Saved data entries:
#[cfg(test)]
mod tests {
    use super::*;
    use tempfile::tempdir;

    #[test]
    fn test_backend_from_str() {
        assert_eq!("memory".parse::<CacheBackend>().unwrap(), CacheBackend::Memory);
        assert_eq!("None".parse::<CacheBackend>().unwrap(), CacheBackend::Disabled);
        assert!(matches!(
            "file".parse::<CacheBackend>().unwrap(),
            CacheBackend::File { .. }
        ));
        assert_eq!(
            "SQLite".parse::<CacheBackend>().unwrap(),
            CacheBackend::default()
        );
        assert!(matches!(
            "RedisBackend".parse::<CacheBackend>(),
            Err(Error::Configuration(_))
        ));
    }

    #[test]
    fn test_backend_open() {
        assert!(CacheBackend::Disabled.open().is_none());
        assert!(CacheBackend::Memory.open().is_some());
    }

    #[test]
    fn test_cache_key_is_stable() {
        let a = ResponseCache::key("POST", "https://api.etherscan.io/api", "a=1&b=2");
        let b = ResponseCache::key("POST", "https://api.etherscan.io/api", "a=1&b=2");
        let c = ResponseCache::key("GET", "https://api.etherscan.io/api", "a=1&b=2");

        assert_eq!(a, b);
        assert_ne!(a, c);
        assert_eq!(a.len(), 64);
    }

    #[test]
    fn test_expiry() {
        let fresh = CachedResponse::new("{}".to_string());
        assert!(!fresh.is_expired(Duration::from_secs(5)));
        assert!(fresh.is_expired(Duration::ZERO));

        let old = CachedResponse {
            body: "{}".to_string(),
            stored_at: now_millis() - 10_000,
        };
        assert!(old.is_expired(Duration::from_secs(5)));
    }

    #[tokio::test]
    async fn test_memory_store() {
        let store = Arc::new(MemoryStore::default());
        let cache = ResponseCache::new(store.clone(), Duration::from_secs(60));

        assert_eq!(cache.get("k").await, None);
        cache.put("k", "body".to_string()).await;
        assert_eq!(cache.get("k").await.as_deref(), Some("body"));
        assert_eq!(store.len().await, 1);

        cache.clear().await.unwrap();
        assert_eq!(store.len().await, 0);
    }

    #[tokio::test]
    async fn test_expired_entries_are_evicted() {
        let store = Arc::new(MemoryStore::default());
        let cache = ResponseCache::new(store.clone(), Duration::ZERO);

        cache.put("k", "body".to_string()).await;
        assert_eq!(cache.get("k").await, None);
        assert_eq!(store.len().await, 0);
    }

    #[tokio::test]
    async fn test_file_store() {
        let temp_dir = tempdir().unwrap();
        let store = FileStore::new(temp_dir.path().join("cache"));

        assert!(store.get("k").await.unwrap().is_none());

        let response = CachedResponse::new("{\"status\":\"1\"}".to_string());
        store.put("k", response.clone()).await.unwrap();
        assert_eq!(store.get("k").await.unwrap(), Some(response));
        assert!(store.dir().join("k.json").exists());

        store.remove("k").await.unwrap();
        assert!(store.get("k").await.unwrap().is_none());

        store.clear().await.unwrap();
        assert!(store.get("k").await.unwrap().is_none());
    }

    #[tokio::test]
    async fn test_file_store_clear_keeps_foreign_files() {
        let temp_dir = tempdir().unwrap();
        let store = FileStore::new(temp_dir.path().to_path_buf());
        let notes = temp_dir.path().join("notes.txt");
        std::fs::write(&notes, "keep me").unwrap();

        store
            .put("k", CachedResponse::new("{}".to_string()))
            .await
            .unwrap();
        std::fs::write(temp_dir.path().join(TMP_DIR).join("k.1.0"), "partial").unwrap();

        store.clear().await.unwrap();

        assert!(notes.exists());
        assert!(!temp_dir.path().join("k.json").exists());
        assert!(!temp_dir.path().join(TMP_DIR).exists());
    }

    #[tokio::test]
    async fn test_sqlite_store() {
        let temp_dir = tempdir().unwrap();
        let path = temp_dir.path().join("nested").join("cache.sqlite");
        let store = SqliteStore::new(path.clone());

        assert!(store.get("k").await.unwrap().is_none());
        assert!(path.exists());

        let first = CachedResponse {
            body: "{\"status\":\"1\"}".to_string(),
            stored_at: 1,
        };
        store.put("k", first).await.unwrap();

        let second = CachedResponse::new("{\"status\":\"1\",\"result\":\"2\"}".to_string());
        store.put("k", second.clone()).await.unwrap();
        assert_eq!(store.get("k").await.unwrap(), Some(second.clone()));

        // Entries outlive the store that wrote them.
        let reopened = SqliteStore::new(path);
        assert_eq!(reopened.get("k").await.unwrap(), Some(second));

        reopened.remove("k").await.unwrap();
        assert!(store.get("k").await.unwrap().is_none());

        store
            .put("a", CachedResponse::new("{}".to_string()))
            .await
            .unwrap();
        store.clear().await.unwrap();
        assert!(reopened.get("a").await.unwrap().is_none());
    }

    #[tokio::test]
    async fn test_sqlite_backend_through_cache() {
        let temp_dir = tempdir().unwrap();
        let backend = CacheBackend::Sqlite {
            path: temp_dir.path().join("cache.sqlite"),
        };
        let cache = ResponseCache::new(backend.open().unwrap(), Duration::from_secs(60));

        cache.put("k", "body".to_string()).await;
        assert_eq!(cache.get("k").await.as_deref(), Some("body"));
    }

    #[tokio::test]
    async fn test_file_store_drops_corrupted_entry() {
        let temp_dir = tempdir().unwrap();
        let store = FileStore::new(temp_dir.path().to_path_buf());
        std::fs::write(temp_dir.path().join("bad.json"), "not json").unwrap();

        assert!(store.get("bad").await.unwrap().is_none());
        assert!(!temp_dir.path().join("bad.json").exists());
    }
}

Your goal: Search the entries above for the word "ResponseCache" and count the lines that hold it. Reply with only that number.

Expected answer: 6